Exercise objective
Nothing but the lines from the one containing "a /24 for devices." through the one containing "use crate::output;", both included, should be given again, each exactly as written below.

Records for this exercise

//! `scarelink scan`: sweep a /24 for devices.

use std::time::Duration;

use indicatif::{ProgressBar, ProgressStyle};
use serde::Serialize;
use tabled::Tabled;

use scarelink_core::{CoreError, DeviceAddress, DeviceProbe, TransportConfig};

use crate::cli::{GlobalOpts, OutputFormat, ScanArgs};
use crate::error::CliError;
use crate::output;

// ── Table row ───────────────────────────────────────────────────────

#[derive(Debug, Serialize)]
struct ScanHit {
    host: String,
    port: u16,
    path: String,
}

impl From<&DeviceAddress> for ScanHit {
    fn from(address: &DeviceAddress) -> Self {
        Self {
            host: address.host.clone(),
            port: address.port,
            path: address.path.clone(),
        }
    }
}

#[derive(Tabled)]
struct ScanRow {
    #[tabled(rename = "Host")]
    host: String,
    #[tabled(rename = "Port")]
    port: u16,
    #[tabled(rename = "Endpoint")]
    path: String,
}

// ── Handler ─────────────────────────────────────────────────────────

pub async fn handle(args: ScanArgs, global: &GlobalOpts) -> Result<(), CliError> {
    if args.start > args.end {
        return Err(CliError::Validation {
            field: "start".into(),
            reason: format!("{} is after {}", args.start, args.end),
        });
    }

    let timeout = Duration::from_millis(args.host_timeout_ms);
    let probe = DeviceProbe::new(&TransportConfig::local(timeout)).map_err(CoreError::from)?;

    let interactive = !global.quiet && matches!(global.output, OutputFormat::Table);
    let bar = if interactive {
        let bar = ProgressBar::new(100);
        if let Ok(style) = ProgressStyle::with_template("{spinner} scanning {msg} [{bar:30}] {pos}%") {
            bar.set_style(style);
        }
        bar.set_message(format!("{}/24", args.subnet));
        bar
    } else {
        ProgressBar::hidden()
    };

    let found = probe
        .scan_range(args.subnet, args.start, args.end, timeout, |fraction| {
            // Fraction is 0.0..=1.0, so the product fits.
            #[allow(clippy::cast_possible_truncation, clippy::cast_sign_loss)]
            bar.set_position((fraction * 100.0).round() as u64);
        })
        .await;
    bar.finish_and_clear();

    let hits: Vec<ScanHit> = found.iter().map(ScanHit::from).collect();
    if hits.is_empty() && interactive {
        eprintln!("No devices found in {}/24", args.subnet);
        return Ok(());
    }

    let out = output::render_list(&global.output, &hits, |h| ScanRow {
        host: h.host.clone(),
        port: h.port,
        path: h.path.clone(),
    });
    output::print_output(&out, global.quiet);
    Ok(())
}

* * *

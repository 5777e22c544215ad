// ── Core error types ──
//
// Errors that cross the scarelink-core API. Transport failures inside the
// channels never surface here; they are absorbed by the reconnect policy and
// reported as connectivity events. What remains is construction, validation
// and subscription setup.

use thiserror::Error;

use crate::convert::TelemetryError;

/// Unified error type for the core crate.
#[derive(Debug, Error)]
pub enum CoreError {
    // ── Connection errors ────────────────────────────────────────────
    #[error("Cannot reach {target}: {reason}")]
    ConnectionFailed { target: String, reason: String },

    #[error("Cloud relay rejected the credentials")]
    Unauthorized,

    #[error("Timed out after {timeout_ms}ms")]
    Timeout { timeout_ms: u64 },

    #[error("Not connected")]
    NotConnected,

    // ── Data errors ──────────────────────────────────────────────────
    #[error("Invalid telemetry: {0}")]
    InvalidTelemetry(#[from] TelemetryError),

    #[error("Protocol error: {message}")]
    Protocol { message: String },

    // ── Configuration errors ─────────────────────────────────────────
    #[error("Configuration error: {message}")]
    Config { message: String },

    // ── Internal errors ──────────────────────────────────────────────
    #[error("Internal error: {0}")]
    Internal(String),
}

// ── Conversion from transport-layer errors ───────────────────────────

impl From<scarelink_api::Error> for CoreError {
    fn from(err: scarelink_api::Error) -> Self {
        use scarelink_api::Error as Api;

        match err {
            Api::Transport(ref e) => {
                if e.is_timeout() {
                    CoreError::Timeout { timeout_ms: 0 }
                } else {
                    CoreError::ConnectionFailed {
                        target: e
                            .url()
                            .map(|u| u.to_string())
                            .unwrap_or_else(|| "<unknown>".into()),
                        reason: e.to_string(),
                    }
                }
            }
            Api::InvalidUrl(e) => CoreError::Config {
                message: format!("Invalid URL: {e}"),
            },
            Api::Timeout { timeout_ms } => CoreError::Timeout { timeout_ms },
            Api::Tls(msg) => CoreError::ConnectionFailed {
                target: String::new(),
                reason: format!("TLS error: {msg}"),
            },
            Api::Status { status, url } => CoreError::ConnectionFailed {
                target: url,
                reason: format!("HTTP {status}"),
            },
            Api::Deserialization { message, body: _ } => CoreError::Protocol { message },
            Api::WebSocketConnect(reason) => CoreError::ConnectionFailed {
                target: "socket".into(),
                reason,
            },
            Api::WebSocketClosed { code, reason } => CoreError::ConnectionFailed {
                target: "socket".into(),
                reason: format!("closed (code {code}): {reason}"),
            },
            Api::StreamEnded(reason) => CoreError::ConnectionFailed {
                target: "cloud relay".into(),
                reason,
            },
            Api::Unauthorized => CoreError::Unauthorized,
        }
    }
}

Written answer
//! `scarelink scan`: sweep a /24 for devices.

use std::time::Duration;

use indicatif::{ProgressBar, ProgressStyle};
use serde::Serialize;
use tabled::Tabled;

use scarelink_core::{CoreError, DeviceAddress, DeviceProbe, TransportConfig};

use crate::cli::{GlobalOpts, OutputFormat, ScanArgs};
use crate::error::CliError;
use crate::output;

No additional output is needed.